Se minha quase constantemente falha memória não me engana, a última vez que eu senti uma coisa parecida era começo de uma noite qualquer de inverno, chovia mas o céu era bonito. Foi previsível que eu fechasse os olhos e meu estômago embrulhasse - as tais borboletas existiam, eu já sabia. Minhas mãos geladas não sei se porque a roupa tava molhada no meu corpo ou simplesmente porque tinha uma outra pele grudada por cima da minha roupa molhada. Talvez minhas pernas não tivessem balançado se além daquele outro corpo eu não tivesse sentido uma alma, uma coisa maior e mais leve. De repente fosse um coração batendo como se estivesse apressado, correndo, desmedido - do jeito que todos deveriam ser. Dizia que eu quase lembro perfeitamente como aconteceu quando eu senti, não fosse a falta de confiança que tenho na minha memória. Ou a falta de atenção que eu prefiro dar a ela. Não sei, por qualquer coisa como uma falta, eu decido que memória não deve ter credibilidade e apenas por isso eu não posso jurar que lembro exatamente como tudo aconteceu quando eu senti.
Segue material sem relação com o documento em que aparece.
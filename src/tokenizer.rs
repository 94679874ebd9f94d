//! The DTXT tokenizer.
//!
//! A stateless scanner constructed fresh for each parse. It turns a UTF-8
//! input into a stream of [`Token`]s, discarding whitespace and `//` comments
//! and failing fast on the first malformed byte. The parser pulls one token
//! at a time; the stream always ends with an explicit [`TokenKind::Eof`].
//!
//! The scanning rules are exact so independent implementations agree
//! byte-for-byte:
//!
//! - Strings run from one backtick to the next with no escapes; the closing
//!   backtick is purely a terminator.
//! - A number lexeme matches `-?(0|[1-9][0-9]*)(\.[0-9]+)?([eE][+-]?[0-9]+)?`
//!   and must not be immediately followed by an identifier character. This
//!   is what lets keys start with digits: `123abc` scans as an identifier,
//!   not a number with garbage after it.
//! - An identifier immediately followed by `(` becomes a constructor token
//!   spanning through the closing `)`. Whitespace or a second `(` inside the
//!   payload is a fatal scan error.

use crate::error::{Error, ErrorKind, Result};
use crate::options::Limits;
use crate::token::{Token, TokenKind};

#[inline]
pub(crate) fn is_identifier_byte(b: u8) -> bool {
    b.is_ascii_alphanumeric() || b == b'_'
}

#[derive(Debug)]
pub(crate) struct Tokenizer<'a> {
    input: &'a str,
    bytes: &'a [u8],
    pos: usize,
    limits: Limits,
}

impl<'a> Tokenizer<'a> {
    pub(crate) fn new(input: &'a str, limits: Limits) -> Self {
        Tokenizer {
            input,
            bytes: input.as_bytes(),
            pos: 0,
            limits,
        }
    }

    /// Scans and returns the next token. Idempotent at end of input: once
    /// exhausted it keeps returning `Eof`.
    pub(crate) fn next_token(&mut self) -> Result<Token> {
        self.skip_trivia()?;

        let offset = self.pos;
        let byte = match self.bytes.get(self.pos) {
            Some(&b) => b,
            None => {
                return Ok(Token {
                    kind: TokenKind::Eof,
                    offset,
                })
            }
        };

        let kind = match byte {
            b'{' => {
                self.pos += 1;
                TokenKind::BraceOpen
            }
            b'}' => {
                self.pos += 1;
                TokenKind::BraceClose
            }
            b'[' => {
                self.pos += 1;
                TokenKind::BracketOpen
            }
            b']' => {
                self.pos += 1;
                TokenKind::BracketClose
            }
            b':' => {
                self.pos += 1;
                TokenKind::Colon
            }
            b',' => {
                self.pos += 1;
                TokenKind::Comma
            }
            b'`' => self.scan_string()?,
            b'-' | b'0'..=b'9' => match self.scan_number() {
                Some(end) => {
                    let lexeme = self.input[self.pos..end].to_string();
                    self.pos = end;
                    TokenKind::Number(lexeme)
                }
                // Digit-led runs that fail the number grammar (or its
                // trailing lookahead) are identifier candidates; a bare '-'
                // leads nowhere.
                None if byte != b'-' => self.scan_identifier()?,
                None => return Err(self.unexpected_character(offset)),
            },
            b if is_identifier_byte(b) => self.scan_identifier()?,
            _ => return Err(self.unexpected_character(offset)),
        };

        Ok(Token { kind, offset })
    }

    fn skip_trivia(&mut self) -> Result<()> {
        while let Some(&b) = self.bytes.get(self.pos) {
            match b {
                b' ' | b'\t' | b'\r' | b'\n' => self.pos += 1,
                b'/' if self.bytes.get(self.pos + 1) == Some(&b'/') => {
                    self.pos += 2;
                    while let Some(&c) = self.bytes.get(self.pos) {
                        self.pos += 1;
                        if c == b'\n' {
                            break;
                        }
                    }
                }
                b'/' => return Err(self.unexpected_character(self.pos)),
                _ => break,
            }
        }
        Ok(())
    }

    fn scan_string(&mut self) -> Result<TokenKind> {
        let open = self.pos;
        self.pos += 1;
        let content_start = self.pos;
        while let Some(&b) = self.bytes.get(self.pos) {
            if b == b'`' {
                let content = self.input[content_start..self.pos].to_string();
                self.pos += 1;
                return Ok(TokenKind::String(content));
            }
            self.pos += 1;
        }
        Err(Error::new(ErrorKind::UnterminatedString, open))
    }

    /// Matches the number grammar with its trailing negative lookahead.
    ///
    /// Returns the end offset of the longest grammar prefix (integer,
    /// integer+fraction, or integer+fraction+exponent) whose following byte
    /// is not an identifier character, mirroring how a backtracking regex
    /// resolves inputs like `1.5e` (number `1`, then an error at the dot).
    fn scan_number(&self) -> Option<usize> {
        let b = self.bytes;
        let mut i = self.pos;

        if b.get(i) == Some(&b'-') {
            i += 1;
        }
        match b.get(i) {
            Some(b'0') => i += 1,
            Some(b'1'..=b'9') => {
                while b.get(i).is_some_and(u8::is_ascii_digit) {
                    i += 1;
                }
            }
            _ => return None,
        }
        let int_end = i;

        let mut frac_end = None;
        if b.get(i) == Some(&b'.') && b.get(i + 1).is_some_and(u8::is_ascii_digit) {
            i += 2;
            while b.get(i).is_some_and(u8::is_ascii_digit) {
                i += 1;
            }
            frac_end = Some(i);
        }

        let mut exp_end = None;
        if matches!(b.get(i), Some(b'e') | Some(b'E')) {
            let mut j = i + 1;
            if matches!(b.get(j), Some(b'+') | Some(b'-')) {
                j += 1;
            }
            if b.get(j).is_some_and(u8::is_ascii_digit) {
                while b.get(j).is_some_and(u8::is_ascii_digit) {
                    j += 1;
                }
                exp_end = Some(j);
            }
        }

        [exp_end, frac_end, Some(int_end)]
            .into_iter()
            .flatten()
            .find(|&end| !b.get(end).copied().is_some_and(is_identifier_byte))
    }

    fn scan_identifier(&mut self) -> Result<TokenKind> {
        let start = self.pos;
        while self
            .bytes
            .get(self.pos)
            .copied()
            .is_some_and(is_identifier_byte)
        {
            self.pos += 1;
        }
        if self.pos - start > self.limits.max_identifier_bytes {
            return Err(Error::with_detail(
                ErrorKind::LimitExceeded,
                start,
                "identifier length",
            ));
        }
        let name = self.input[start..self.pos].to_string();

        if self.bytes.get(self.pos) == Some(&b'(') {
            return self.scan_constructor(start, name);
        }
        Ok(TokenKind::Identifier(name))
    }

    fn scan_constructor(&mut self, start: usize, name: String) -> Result<TokenKind> {
        self.pos += 1; // consume '('
        let payload_start = self.pos;
        loop {
            match self.bytes.get(self.pos) {
                None => return Err(Error::new(ErrorKind::UnterminatedStructure, start)),
                Some(b')') => break,
                Some(b'(') => return Err(Error::new(ErrorKind::NestedConstructor, self.pos)),
                Some(b' ') | Some(b'\t') | Some(b'\r') | Some(b'\n') => {
                    return Err(Error::with_detail(
                        ErrorKind::InvalidConstructorPayload,
                        self.pos,
                        "whitespace in constructor payload",
                    ))
                }
                Some(_) => self.pos += 1,
            }
        }
        if self.pos - payload_start > self.limits.max_payload_bytes {
            return Err(Error::with_detail(
                ErrorKind::LimitExceeded,
                start,
                "constructor payload length",
            ));
        }
        let payload = self.input[payload_start..self.pos].to_string();
        self.pos += 1; // consume ')'
        Ok(TokenKind::Constructor { name, payload })
    }

    fn unexpected_character(&self, offset: usize) -> Error {
        match self.input[offset..].chars().next() {
            Some(ch) => {
                Error::with_detail(ErrorKind::UnexpectedCharacter, offset, ch.to_string())
            }
            None => Error::new(ErrorKind::UnexpectedCharacter, offset),
        }
    }
}

#[cfg(test)]
mod tests {
    use super::*;

    fn tokens(input: &str) -> Vec<TokenKind> {
        let mut tokenizer = Tokenizer::new(input, Limits::standard());
        let mut out = Vec::new();
        loop {
            let tok = tokenizer.next_token().unwrap();
            let done = tok.kind == TokenKind::Eof;
            out.push(tok.kind);
            if done {
                return out;
            }
        }
    }

    fn first_error(input: &str) -> Error {
        let mut tokenizer = Tokenizer::new(input, Limits::standard());
        loop {
            match tokenizer.next_token() {
                Ok(tok) if tok.kind == TokenKind::Eof => panic!("no error in {:?}", input),
                Ok(_) => continue,
                Err(e) => return e,
            }
        }
    }

    #[test]
    fn test_punctuation_and_eof() {
        assert_eq!(
            tokens("{}[],:"),
            vec![
                TokenKind::BraceOpen,
                TokenKind::BraceClose,
                TokenKind::BracketOpen,
                TokenKind::BracketClose,
                TokenKind::Comma,
                TokenKind::Colon,
                TokenKind::Eof,
            ]
        );
    }

    #[test]
    fn test_string_content_is_stripped() {
        assert_eq!(
            tokens("`hello world`"),
            vec![TokenKind::String("hello world".to_string()), TokenKind::Eof]
        );
        assert_eq!(
            tokens("``"),
            vec![TokenKind::String(String::new()), TokenKind::Eof]
        );
    }

    #[test]
    fn test_string_takes_anything_but_backtick() {
        // No escapes: braces, quotes, and non-ASCII all pass through.
        assert_eq!(
            tokens("`{\"a\": 1} \\n é`"),
            vec![
                TokenKind::String("{\"a\": 1} \\n é".to_string()),
                TokenKind::Eof
            ]
        );
    }

    #[test]
    fn test_unterminated_string() {
        let err = first_error("  `abc");
        assert_eq!(err.kind(), ErrorKind::UnterminatedString);
        assert_eq!(err.offset(), 2);
    }

    #[test]
    fn test_number_lexemes() {
        for lexeme in ["0", "-0", "42", "-17", "3.25", "-0.5", "1e9", "2.5E-3", "6e+10"] {
            assert_eq!(
                tokens(lexeme),
                vec![TokenKind::Number(lexeme.to_string()), TokenKind::Eof],
                "lexeme {:?}",
                lexeme
            );
        }
    }

    #[test]
    fn test_digit_led_identifier_beats_number() {
        assert_eq!(
            tokens("123abc"),
            vec![TokenKind::Identifier("123abc".to_string()), TokenKind::Eof]
        );
        assert_eq!(
            tokens("0123"),
            vec![TokenKind::Identifier("0123".to_string()), TokenKind::Eof]
        );
    }

    #[test]
    fn test_minus_without_number_is_rejected() {
        let err = first_error("-abc");
        assert_eq!(err.kind(), ErrorKind::UnexpectedCharacter);
        assert_eq!(err.offset(), 0);

        let err = first_error("-12abc");
        assert_eq!(err.kind(), ErrorKind::UnexpectedCharacter);
    }

    #[test]
    fn test_partial_number_backtracks_like_the_grammar() {
        // "1.5e" cannot finish the exponent; the longest valid prefix whose
        // follow-byte passes the lookahead is "1", leaving the dot behind.
        let mut tokenizer = Tokenizer::new("1.5e", Limits::standard());
        let tok = tokenizer.next_token().unwrap();
        assert_eq!(tok.kind, TokenKind::Number("1".to_string()));
        let err = tokenizer.next_token().unwrap_err();
        assert_eq!(err.kind(), ErrorKind::UnexpectedCharacter);
        assert_eq!(err.offset(), 1);
    }

    #[test]
    fn test_bare_keywords_are_plain_identifiers() {
        assert_eq!(
            tokens("T F N _"),
            vec![
                TokenKind::Identifier("T".to_string()),
                TokenKind::Identifier("F".to_string()),
                TokenKind::Identifier("N".to_string()),
                TokenKind::Identifier("_".to_string()),
                TokenKind::Eof,
            ]
        );
    }

    #[test]
    fn test_constructor_capture() {
        assert_eq!(
            tokens("BN(-123)"),
            vec![
                TokenKind::Constructor {
                    name: "BN".to_string(),
                    payload: "-123".to_string(),
                },
                TokenKind::Eof,
            ]
        );
        // Empty payloads scan fine; the parser rejects them.
        assert_eq!(
            tokens("D()"),
            vec![
                TokenKind::Constructor {
                    name: "D".to_string(),
                    payload: String::new(),
                },
                TokenKind::Eof,
            ]
        );
    }

    #[test]
    fn test_constructor_payload_rejects_whitespace_and_nesting() {
        let err = first_error("B(12 34)");
        assert_eq!(err.kind(), ErrorKind::InvalidConstructorPayload);
        assert_eq!(err.offset(), 4);

        let err = first_error("BN(BN(1))");
        assert_eq!(err.kind(), ErrorKind::NestedConstructor);

        let err = first_error("B(1234");
        assert_eq!(err.kind(), ErrorKind::UnterminatedStructure);
    }

    #[test]
    fn test_detached_paren_is_not_a_constructor() {
        // Whitespace between identifier and '(' breaks the constructor form.
        let mut tokenizer = Tokenizer::new("D (x)", Limits::standard());
        let tok = tokenizer.next_token().unwrap();
        assert_eq!(tok.kind, TokenKind::Identifier("D".to_string()));
        let err = tokenizer.next_token().unwrap_err();
        assert_eq!(err.kind(), ErrorKind::UnexpectedCharacter);
    }

    #[test]
    fn test_comments_and_whitespace_are_discarded() {
        assert_eq!(
            tokens("// leading\n { // inner\n }\t\r\n// trailing"),
            vec![TokenKind::BraceOpen, TokenKind::BraceClose, TokenKind::Eof]
        );
    }

    #[test]
    fn test_lone_slash_is_rejected() {
        let err = first_error("{ / }");
        assert_eq!(err.kind(), ErrorKind::UnexpectedCharacter);
        assert_eq!(err.offset(), 2);
    }

    #[test]
    fn test_unexpected_byte_carries_offset_and_char() {
        let err = first_error("{a: @}");
        assert_eq!(err.kind(), ErrorKind::UnexpectedCharacter);
        assert_eq!(err.offset(), 4);
        assert_eq!(err.detail(), Some("@"));
    }

    #[test]
    fn test_identifier_length_limit() {
        let limits = Limits::standard().with_max_identifier_bytes(4);
        let mut tokenizer = Tokenizer::new("abcdef", limits);
        let err = tokenizer.next_token().unwrap_err();
        assert_eq!(err.kind(), ErrorKind::LimitExceeded);
        assert_eq!(err.detail(), Some("identifier length"));
    }

    #[test]
    fn test_payload_length_limit() {
        let limits = Limits::standard().with_max_payload_bytes(4);
        let mut tokenizer = Tokenizer::new("B(A1B2C3)", limits);
        let err = tokenizer.next_token().unwrap_err();
        assert_eq!(err.kind(), ErrorKind::LimitExceeded);
        assert_eq!(err.detail(), Some("constructor payload length"));
    }
}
Mas as formas as quais os corpos tomaram, os moldes das mãos se tocando, os braços se envolvendo como serpentes em volta da presa, como que apertando e lutando pra matar a fome de semanas, talvez meses, bem, essa parte da história eu posso fingir que nunca precisei esquecer.
Esse arrepio que dá dos pés a cabeça, junto com essa borbulha no estômago, e o tremor das mãos se misturando com a instabilidade das pernas - não parece um pouco com medo? Pensei que fosse coisa que as pessoas sentem alguns minutos antes de se encontrar, quando se encontram e na hora de se deixar. E talvez seja. Digo, talvez seja isso também, porque paixão não exclui medo e vice-versa. Quem sabe não são até sinônimos? Assim, como se fossem escritos pra dizer a mesma coisa. De repente o que antecede o momento, assim como o próprio momento e o depois de tudo seja mesmo uma loucura de dar medo. Só existe loucura depois que você perde, sei lá, alguma coisa ou todas as coisas, a solidão, a insegurança, o passado ou então o amparo, os planos, o futuro, o amor, o chão, a razão - perder o controle. Dar-se-de-encontro é também perder um pouco ou muito de tudo, ou trocar - o que também pode significar perda. Perder dá medo e ser louco dá disso. Assim como ser passional - o tal do encontro, a tal da sensação.
(Ia falando sobre a sensação, não sobre a pessoa. É preciso ter bastante foco pra não se perder falando sobre perdas - não sobre faltas, que são mais graves, mas sobre perdas, que são cotidianas como os encontros.)